Ann Sheehen, a member of the SPB, has been pushing for a methodology by which the state can hire any college graduate. The minimum requirement for the new classification will be a bachelor’s degree. The SPB will administer an Internet based “life experience questionnaire.” The test will focus on the needed core skills and identify the training, education, experiences and background of the person taking the test. In essence, it will be self-assertion of one’s experience.
Why The State Should Re-Think the New Classification. Sheehen’s simple proposal–to allow any college graduate to directly apply for a state job–will be twisted to death under the weight of the state bureaucracy under the current proposal. It is a good concept. However, there may be a better way to implement the concept and use the existing classification structure.
Name Change. Part of the effort involves getting college students to know that the state of California has great jobs. No one outside of the California civil service system can figure out what a “staff services analyst” is or does. Just changing the name to “Governmental Program Analyst” or “Assistant Governmental Program Analyst” would be help in marketing the opportunities to college graduates.
Salary Levels. The SPB staff is correct when it indicates “salaries of clerical classes have overtaken the SSA salary which may no longer be competitive to attract college graduates.” The current minimum pay level for SSAs is $32,688/year. That’s too low for current college graduates.
In addition, the lower salary encourages, under current rules, clerical employees to transfer into the SSA classification without meeting the education and experience requirements. The SPB should work with the Department of Personnel Administration and the unions to raise the pay of the SSA classification.
Prohibit Transfers. The new classification of Governmental Program Analyst, as proposed by the SPB, would not be open to “transferring” employees. Once in state service, employees can transfer to any position within 10% of their current salary range without meeting education and experience requirements.
This loophole is not enshrined in any union contract yet. Therefore, the SPB should eliminate the loophole which allows employees to circumvent “education and experience” requirements from the inside. The SPB should do this immediately for all classifications as it would ensure every employee employed in any classification has met the “minimum requirements.” The minimum requirement for the Staff Services Analyst classification includes a bachelor’s degree. If any current state employee holds the position without a bachelor’s degree, they have utilized a loophole that was opened and can be closed by the SPB.
Test Availability. The method by which the SPB allocates testing slots for the current SSA classification is faulty and is biased in favor of current state employees based in Sacramento. The SPB tests for this classification only 3-4 times per month in Sacramento. Only 55 people can test at a time. Therefore, only about 2,000 people can test annually.

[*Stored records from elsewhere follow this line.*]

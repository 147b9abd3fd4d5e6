//! Integration tests for CLI commands
//!
//! Tests for init, generate and list.

use assert_cmd::Command;
use assert_fs::prelude::*;
use predicates::prelude::*;
use std::fs;
use tempfile::TempDir;

/// Helper to create a command for the mgen CLI
fn mgen_cmd() -> Command {
    Command::new(env!("CARGO_BIN_EXE_mgen"))
}

mod init_command {
    use super::*;

    #[test]
    fn creates_new_config_file() {
        let temp_dir = TempDir::new().unwrap();

        mgen_cmd()
            .current_dir(temp_dir.path())
            .arg("init")
            .assert()
            .success()
            .stderr(predicate::str::contains("Created .modelgen.jsonc"));

        let content = fs::read_to_string(temp_dir.path().join(".modelgen.jsonc")).unwrap();
        assert!(content.contains("cacheSize"));
        assert!(content.contains("generators"));
        assert!(content.contains("tasks"));
    }

    #[test]
    fn fails_when_config_exists_without_force() {
        let temp_dir = TempDir::new().unwrap();
        fs::write(temp_dir.path().join(".modelgen.jsonc"), "{}").unwrap();

        mgen_cmd()
            .current_dir(temp_dir.path())
            .arg("init")
            .assert()
            .code(2)
            .stderr(predicate::str::contains("already exists"));
    }

    #[test]
    fn overwrites_config_with_force() {
        let temp_dir = TempDir::new().unwrap();
        let config_path = temp_dir.path().join(".modelgen.jsonc");
        fs::write(&config_path, r#"{"custom": "data"}"#).unwrap();

        mgen_cmd()
            .current_dir(temp_dir.path())
            .args(["init", "--force"])
            .assert()
            .success();

        let content = fs::read_to_string(config_path).unwrap();
        assert!(!content.contains("custom"));
        assert!(content.contains("cacheSize"));
    }

    #[cfg(unix)]
    #[test]
    fn force_replaces_symlink_without_touching_target() {
        let temp_dir = TempDir::new().unwrap();
        let config_path = temp_dir.path().join(".modelgen.jsonc");
        let target_path = temp_dir.path().join("target_file");
        fs::write(&target_path, "Important Data").unwrap();
        std::os::unix::fs::symlink(&target_path, &config_path).unwrap();

        mgen_cmd()
            .current_dir(temp_dir.path())
            .args(["init", "--force"])
            .assert()
            .success();

        assert_eq!(fs::read_to_string(&target_path).unwrap(), "Important Data");
        let meta = fs::symlink_metadata(&config_path).unwrap();
        assert!(meta.is_file());
    }
}

mod generate_command {
    use super::*;

    #[test]
    fn succeeds_without_tasks() {
        let temp_dir = TempDir::new().unwrap();

        mgen_cmd()
            .current_dir(temp_dir.path())
            .arg("generate")
            .assert()
            .success()
            .stderr(predicate::str::contains("No generation tasks configured"));
    }

    #[test]
    fn reports_missing_module_as_task_failure() {
        let temp = assert_fs::TempDir::new().unwrap();

        mgen_cmd()
            .current_dir(temp.path())
            .args([
                "generate",
                "--generator",
                "c",
                "--classpath",
                "absent.wasm",
                "--gen-dir",
                "out",
            ])
            .assert()
            .code(1)
            .stdout(predicate::str::contains("failed:"))
            .stdout(predicate::str::contains("1 failed"));

        temp.child("out").assert(predicate::path::missing());
    }

    #[test]
    fn configured_tasks_run_from_config_directory() {
        let temp = assert_fs::TempDir::new().unwrap();
        let project = temp.child("project");
        project
            .child(".modelgen.json")
            .write_str(
                r#"{
                    "generators": { "c": {} },
                    "tasks": [
                        { "generator": "c", "classpath": ["gen/c.wasm"], "genDir": "src-gen" },
                        { "generator": "c", "classpath": ["gen/c.wasm"], "genDir": "src-gen-2" }
                    ]
                }"#,
            )
            .unwrap();

        let output = mgen_cmd()
            .current_dir(temp.path())
            .arg("--config")
            .arg(project.child(".modelgen.json").path())
            .args(["generate", "--format", "json"])
            .assert()
            .code(1)
            .get_output()
            .stdout
            .clone();

        let report: serde_json::Value = serde_json::from_slice(&output).unwrap();
        let failures = report["failures"].as_array().unwrap();
        assert_eq!(failures.len(), 2);
        assert!(failures[0]["error"].as_str().unwrap().contains("gen/c.wasm"));
        assert!(report["outcomes"].as_array().unwrap().is_empty());
    }

    #[test]
    fn negative_cache_size_is_fatal() {
        let temp = assert_fs::TempDir::new().unwrap();
        temp.child(".modelgen.jsonc")
            .write_str(
                r#"{
                    "cacheSize": -1,
                    "tasks": [{ "generator": "c", "classpath": ["c.wasm"], "genDir": "out" }]
                }"#,
            )
            .unwrap();

        mgen_cmd()
            .current_dir(temp.path())
            .arg("generate")
            .assert()
            .code(2)
            .stderr(predicate::str::contains("negative cache size"));
    }

    #[test]
    fn invalid_config_is_fatal() {
        let temp = assert_fs::TempDir::new().unwrap();
        temp.child(".modelgen.jsonc")
            .write_str(r#"{ "cacheSize": "large" }"#)
            .unwrap();

        mgen_cmd()
            .current_dir(temp.path())
            .arg("generate")
            .assert()
            .code(2)
            .stderr(predicate::str::contains("Config validation failed"));
    }

    #[test]
    fn ad_hoc_flags_require_generator() {
        mgen_cmd()
            .args(["generate", "--gen-dir", "out"])
            .assert()
            .failure()
            .stderr(predicate::str::contains("--generator"));
    }

    #[test]
    fn generator_without_gen_dir_does_not_run_configured_tasks() {
        let temp = assert_fs::TempDir::new().unwrap();
        temp.child(".modelgen.jsonc")
            .write_str(
                r#"{ "tasks": [{ "generator": "c", "classpath": ["c.wasm"], "genDir": "out" }] }"#,
            )
            .unwrap();

        mgen_cmd()
            .current_dir(temp.path())
            .args(["generate", "--generator", "c", "--classpath", "c.wasm"])
            .assert()
            .failure()
            .stderr(predicate::str::contains("--gen-dir"))
            .stdout(predicate::str::contains("Ran").not());
    }
}

mod list_command {
    use super::*;

    #[test]
    fn requires_classpath() {
        mgen_cmd().arg("list").assert().failure();
    }

    #[test]
    fn fails_for_non_wasm_module() {
        let temp = assert_fs::TempDir::new().unwrap();
        let jar = temp.child("generator.jar");
        jar.write_binary(b"PK").unwrap();

        mgen_cmd()
            .current_dir(temp.path())
            .args(["list", "--classpath"])
            .arg(jar.path())
            .assert()
            .code(2)
            .stderr(predicate::str::contains("generator.jar"));
    }
}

The SPB utilizes a “Canadian health care” model for rationing the 2,000 slots among the ten million Californians with college degrees. This is how it works. Periodically during the month, the SPB Web site opens the testing slots without notice–and within 10 minutes all 55 slots are filled. Most are filled by current state employees with advance notice of when the slots will be released (this is a legal form of utilizing “insider” information which should be eliminated forthwith).

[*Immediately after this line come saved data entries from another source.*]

use crate::error::GenerateError;
use globset::{Glob, GlobSet, GlobSetBuilder};
use std::path::{Path, PathBuf};
use tracing::debug;
use walkdir::WalkDir;

/// Discovers model files below a directory.
///
/// Patterns are matched against paths relative to the search root.
pub struct ModelFinder {
    include_globs: Option<GlobSet>,
    exclude_globs: Option<GlobSet>,
}

impl ModelFinder {
    pub fn new(include: &[String], exclude: &[String]) -> Result<Self, GenerateError> {
        let include_globs = Self::build_globset(include)?;
        let exclude_globs = Self::build_globset(exclude)?;

        Ok(Self {
            include_globs,
            exclude_globs,
        })
    }

    fn build_globset(patterns: &[String]) -> Result<Option<GlobSet>, GenerateError> {
        if patterns.is_empty() {
            return Ok(None);
        }

        let mut builder = GlobSetBuilder::new();
        for pattern in patterns {
            let glob = Glob::new(pattern).map_err(|e| {
                GenerateError::config(format!("Invalid pattern '{}': {}", pattern, e))
            })?;
            builder.add(glob);
        }

        let globset = builder
            .build()
            .map_err(|e| GenerateError::config(format!("Failed to build globset: {}", e)))?;

        Ok(Some(globset))
    }

    /// Checks if a relative path is selected by the include and exclude patterns.
    ///
    /// Without include patterns nothing is selected.
    pub fn is_model(&self, relative: &Path) -> bool {
        let included = self
            .include_globs
            .as_ref()
            .is_some_and(|includes| includes.is_match(relative));
        let excluded = self
            .exclude_globs
            .as_ref()
            .is_some_and(|excludes| excludes.is_match(relative));

        included && !excluded
    }

    /// Returns the sorted model files below `base_dir`.
    pub fn discover(&self, base_dir: &Path) -> Result<Vec<PathBuf>, GenerateError> {
        if self.include_globs.is_none() {
            return Ok(Vec::new());
        }

        let mut files = Vec::new();
        for entry in WalkDir::new(base_dir).into_iter().filter_map(|e| e.ok()) {
            if !entry.file_type().is_file() {
                continue;
            }

            let path = entry.path();
            let Ok(relative) = path.strip_prefix(base_dir) else {
                continue;
            };

            if self.is_model(relative) {
                files.push(path.to_path_buf());
            }
        }

        files.sort();
        files.dedup();

        debug!(
            "Discovered {} model files below {}",
            files.len(),
            base_dir.display()
        );
        Ok(files)
    }
}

The SPB should implement a process by which thousands of California college graduates are encouraged to take the test every year. The current method does not encourage anyone except existing state employees.
Test Validity. The SSA test, as currently administered by the SPB, has no validity. Validity of testing is established by coefficients and even the SPB staff will indicate that the coefficient of the SSA test is in the 10-20 percent range. The failure of the SPB to post on its website any information as to the validity of its testing processes, allowing peer and other review, indicates the board’s own insecurity with its testing regime.
The California constitution requires that appointments be made under a “general regime of competitive examinations.” A better way may be to simplify the SSA process and meet the state’s need to follow constitutional requirements along with Ann Sheehen’s desire to allow college graduates to apply for state jobs more effectively.
Instead of using a test of questionable validity, the SPB can simply establish two ranks for the SSA classification. Rank 1 would include those with both a master’s and a bachelor’s degrees and Rank 2 would include those with a bachelor’s degrees only. State managers can easily hire anyone in the top three ranks and therefore anyone with a college degree would be eligible for immediate appointment.
A Great Idea About to be Killed by the Bureaucracy. Sheehan’s proposal for a “direct hire” approach for college gradates into state service is a great idea. The SPB staff has proposed a convoluted response to Sheehen that will not result in significant changes in the system.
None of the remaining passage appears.